Tuesday, 19 May 2009

Format shifting and the speed limit

As we all know, under the present laws in England, format shifting is illegal. Even where a person owns a work and wants to make a copy for private or personal use, they can't do it without breaking the law (unless they're licensed to, of course). Nevertheless people format shift regardless of whether they're licensed or not. Other than the speed limit, can you think of another law which is broken so frequently?

There's a vein of thought that the archaic state of copyright law actually encourages copyright infringements - if people think that the law is outdated and inapplicable to the modern age they are more likely to disregard the entire body of copyright law.

What do you think?

Isn't it a bit simplistic to say that once we have a robust and modern format shifting exemption in place, punters will start to respect copyright? Shifting formats one day does not necessarily lead to unlawfully downloading an entire series of Lost or 24 the next. Even a sensible format shifting exemption will be infringed because surely the reality is that, like the speed limit, copyright infringement is impossible to police effectively and comprehensively. Like breaking the speed limit, it is easy to do undetected.

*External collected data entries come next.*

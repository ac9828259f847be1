//! Incremental request parser.
//!
//! Feed bytes via [`RequestParser::feed`] (or attach a whole
//! [`CommandBuffer`] with [`RequestParser::with_buffer`]) and pull complete
//! commands with [`RequestParser::next_command`]. Partial input stays
//! buffered, together with the parse state, until more bytes arrive.
//!
//! Two request forms are accepted, chosen by the first byte of each command:
//!
//! - multibulk: `*2\r\n$4\r\nECHO\r\n$2\r\nhi\r\n`
//! - inline: `ECHO hi\r\n` (what a human types into a terminal)

use super::{find_crlf, parse_int, CommandBuffer, ProtocolError};
use crate::constants::{MAX_BULK_LEN, MAX_INLINE_LEN, MAX_MULTIBULK_ARGS};

/// Which request form the parser is in the middle of.
#[derive(Debug, Clone, Copy, PartialEq, Eq)]
pub enum ParseMode {
    /// Between commands; the next byte decides the form.
    Idle,
    /// Reading a `*<argc>` array of bulk arguments.
    MultiBulk,
    /// Reading a whitespace-separated line.
    Inline,
}

/// One fully parsed command.
#[derive(Debug, Clone, PartialEq, Eq)]
pub struct ParsedCommand {
    args: Vec<Vec<u8>>,
}

impl ParsedCommand {
    /// Build a command from raw arguments. `args` must not be empty.
    pub fn new(args: Vec<Vec<u8>>) -> Self {
        debug_assert!(!args.is_empty(), "command without a name");
        Self { args }
    }

    /// Command name, uppercased for dispatch-table lookup.
    pub fn name(&self) -> String {
        self.args
            .first()
            .map(|n| String::from_utf8_lossy(n).to_ascii_uppercase())
            .unwrap_or_default()
    }

    /// Argument count including the command name.
    pub fn argc(&self) -> usize {
        self.args.len()
    }

    /// Argument `i` (0 is the command name).
    pub fn arg(&self, i: usize) -> Option<&[u8]> {
        self.args.get(i).map(Vec::as_slice)
    }

    /// All arguments including the command name.
    pub fn args(&self) -> &[Vec<u8>] {
        &self.args
    }

    /// Consume the command, yielding its arguments.
    pub fn into_args(self) -> Vec<Vec<u8>> {
        self.args
    }
}

/// Incremental parser for client requests.
#[derive(Debug)]
pub struct RequestParser {
    buf: Vec<u8>,
    /// Read cursor into `buf`; bytes before it are consumed.
    pos: usize,
    mode: ParseMode,
    /// Arguments still expected in the current multibulk command.
    multibulk_remaining: Option<usize>,
    /// Length of the bulk argument whose header has been read.
    bulk_len: Option<usize>,
    args: Vec<Vec<u8>>,
}

impl RequestParser {
    /// Create a parser with an empty buffer.
    pub fn new() -> Self {
        Self::from_vec(Vec::new())
    }

    /// Create a parser that owns `buffer` as its input.
    ///
    /// The bytes are moved in, not copied.
    pub fn with_buffer(buffer: CommandBuffer) -> Self {
        Self::from_vec(buffer.into_vec())
    }

    fn from_vec(buf: Vec<u8>) -> Self {
        Self {
            buf,
            pos: 0,
            mode: ParseMode::Idle,
            multibulk_remaining: None,
            bulk_len: None,
            args: Vec::new(),
        }
    }

    /// Append bytes read from a connection.
    pub fn feed(&mut self, bytes: &[u8]) {
        if self.pos > 0 {
            self.buf.drain(..self.pos);
            self.pos = 0;
        }
        self.buf.extend_from_slice(bytes);
    }

    /// Current parse mode.
    pub fn mode(&self) -> ParseMode {
        self.mode
    }

    /// Arguments still expected by the multibulk command being parsed.
    pub fn pending_args(&self) -> usize {
        self.multibulk_remaining.unwrap_or(0)
    }

    /// True if unconsumed bytes remain (a partial command).
    pub fn has_partial(&self) -> bool {
        self.pos < self.buf.len() || self.mode != ParseMode::Idle
    }

    /// Parse the next complete command.
    ///
    /// Returns `Ok(None)` when more data is needed. After an error the
    /// parser state is undefined and the input should be discarded.
    pub fn next_command(&mut self) -> Result<Option<ParsedCommand>, ProtocolError> {
        loop {
            if self.mode == ParseMode::Idle {
                let Some(&first) = self.buf.get(self.pos) else {
                    return Ok(None);
                };
                self.mode = if first == b'*' {
                    ParseMode::MultiBulk
                } else {
                    ParseMode::Inline
                };
            }

            let parsed = if self.mode == ParseMode::Inline {
                self.parse_inline()?
            } else {
                self.parse_multibulk()?
            };

            match parsed {
                Step::Command(cmd) => return Ok(Some(cmd)),
                Step::NeedMore => return Ok(None),
                Step::Skip => {}
            }
        }
    }

    fn parse_inline(&mut self) -> Result<Step, ProtocolError> {
        let Some(nl) = self.buf[self.pos..].iter().position(|&b| b == b'\n') else {
            let pending = self.buf.len() - self.pos;
            if pending > MAX_INLINE_LEN {
                return Err(ProtocolError::InlineTooLong(pending));
            }
            return Ok(Step::NeedMore);
        };

        let mut line = &self.buf[self.pos..self.pos + nl];
        if let Some(stripped) = line.strip_suffix(b"\r") {
            line = stripped;
        }
        let args = split_inline(line)?;
        self.pos += nl + 1;
        self.mode = ParseMode::Idle;

        if args.is_empty() {
            return Ok(Step::Skip);
        }
        Ok(Step::Command(ParsedCommand::new(args)))
    }

    /// A `*<count>` or `$<len>` line without its CRLF yet. Headers are a
    /// few digits, so one longer than an inline line is garbage.
    fn await_header(&self) -> Result<Step, ProtocolError> {
        let pending = self.buf.len() - self.pos;
        if pending > MAX_INLINE_LEN {
            return Err(ProtocolError::HeaderTooLong(pending));
        }
        Ok(Step::NeedMore)
    }

    fn parse_multibulk(&mut self) -> Result<Step, ProtocolError> {
        if self.multibulk_remaining.is_none() {
            let Some(cr) = find_crlf(&self.buf, self.pos) else {
                return self.await_header();
            };
            let count = parse_int(&self.buf[self.pos + 1..cr])?;
            self.pos = cr + 2;

            if count <= 0 {
                // `*0` and `*-1` are empty requests.
                self.mode = ParseMode::Idle;
                return Ok(Step::Skip);
            }
            if count as usize > MAX_MULTIBULK_ARGS {
                return Err(ProtocolError::TooManyArguments(count));
            }
            self.multibulk_remaining = Some(count as usize);
            self.args = Vec::with_capacity((count as usize).min(1024));
        }

        while let Some(remaining) = self.multibulk_remaining.filter(|&r| r > 0) {
            let len = match self.bulk_len {
                Some(len) => len,
                None => {
                    let Some(cr) = find_crlf(&self.buf, self.pos) else {
                        return self.await_header();
                    };
                    let marker = self.buf[self.pos];
                    if marker != b'$' {
                        return Err(ProtocolError::UnexpectedByte {
                            expected: '$',
                            found: marker,
                        });
                    }
                    let len = parse_int(&self.buf[self.pos + 1..cr])?;
                    if len < 0 || len as usize > MAX_BULK_LEN {
                        return Err(ProtocolError::BulkTooLarge(len));
                    }
                    self.pos = cr + 2;
                    self.bulk_len = Some(len as usize);
                    len as usize
                }
            };

            if self.buf.len() - self.pos < len + 2 {
                return Ok(Step::NeedMore);
            }
            if &self.buf[self.pos + len..self.pos + len + 2] != b"\r\n" {
                return Err(ProtocolError::MissingTerminator);
            }
            self.args.push(self.buf[self.pos..self.pos + len].to_vec());
            self.pos += len + 2;
            self.bulk_len = None;
            self.multibulk_remaining = Some(remaining - 1);
        }

        self.multibulk_remaining = None;
        self.mode = ParseMode::Idle;
        Ok(Step::Command(ParsedCommand::new(std::mem::take(&mut self.args))))
    }
}

impl Default for RequestParser {
    fn default() -> Self {
        Self::new()
    }
}

enum Step {
    Command(ParsedCommand),
    NeedMore,
    /// Empty request consumed; keep going.
    Skip,
}

/// Split an inline command line into arguments.
///
/// Whitespace separates arguments. Double-quoted arguments support `\"`,
/// `\\`, `\n`, `\r` and `\t`; single-quoted arguments support `\'`.
fn split_inline(line: &[u8]) -> Result<Vec<Vec<u8>>, ProtocolError> {
    let mut args = Vec::new();
    let mut i = 0;

    while i < line.len() {
        while i < line.len() && line[i].is_ascii_whitespace() {
            i += 1;
        }
        if i >= line.len() {
            break;
        }

        let mut arg = Vec::new();
        match line[i] {
            quote @ (b'"' | b'\'') => {
                i += 1;
                loop {
                    let Some(&b) = line.get(i) else {
                        return Err(ProtocolError::UnbalancedQuotes);
                    };
                    if b == quote {
                        i += 1;
                        break;
                    }
                    if b == b'\\' && i + 1 < line.len() {
                        let next = line[i + 1];
                        let escaped = match (quote, next) {
                            (b'"', b'n') => Some(b'\n'),
                            (b'"', b'r') => Some(b'\r'),
                            (b'"', b't') => Some(b'\t'),
                            (b'"', b'"' | b'\\') | (b'\'', b'\'') => Some(next),
                            _ => None,
                        };
                        if let Some(e) = escaped {
                            arg.push(e);
                            i += 2;
                            continue;
                        }
                    }
                    arg.push(b);
                    i += 1;
                }
                // A closing quote must be followed by whitespace or end of line.
                if line.get(i).is_some_and(|b| !b.is_ascii_whitespace()) {
                    return Err(ProtocolError::UnbalancedQuotes);
                }
            }
            _ => {
                while i < line.len() && !line[i].is_ascii_whitespace() {
                    arg.push(line[i]);
                    i += 1;
                }
            }
        }
        args.push(arg);
    }

    Ok(args)
}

Also, if you have a car that's fast enough to break the speed limit, chances are that you have done so, whether inadvertently or otherwise. Car manufacturers make it easy for you to break the speed limit by selling you a car that can give you a smooth ride at over 100mph, whilst computer programmes invite you to "import songs" from a CD and devices enable you to burn a CD or DVD. You aren't supposed to use these products to break the law of course.

Does anyone else think that the introduction of a format shifting exemption is really too late to do any good?

Will it reflect common practice or, more likely, will it impose more restrictions on the common practice than are currently observed by those who do it? In any event it will surely be a toothless provision unless it is properly enforced. Despite numerous traffic police and countless speed cameras the speed limit is broken thousands of times every day. That does not bode well for infringements of the new format shifting regime.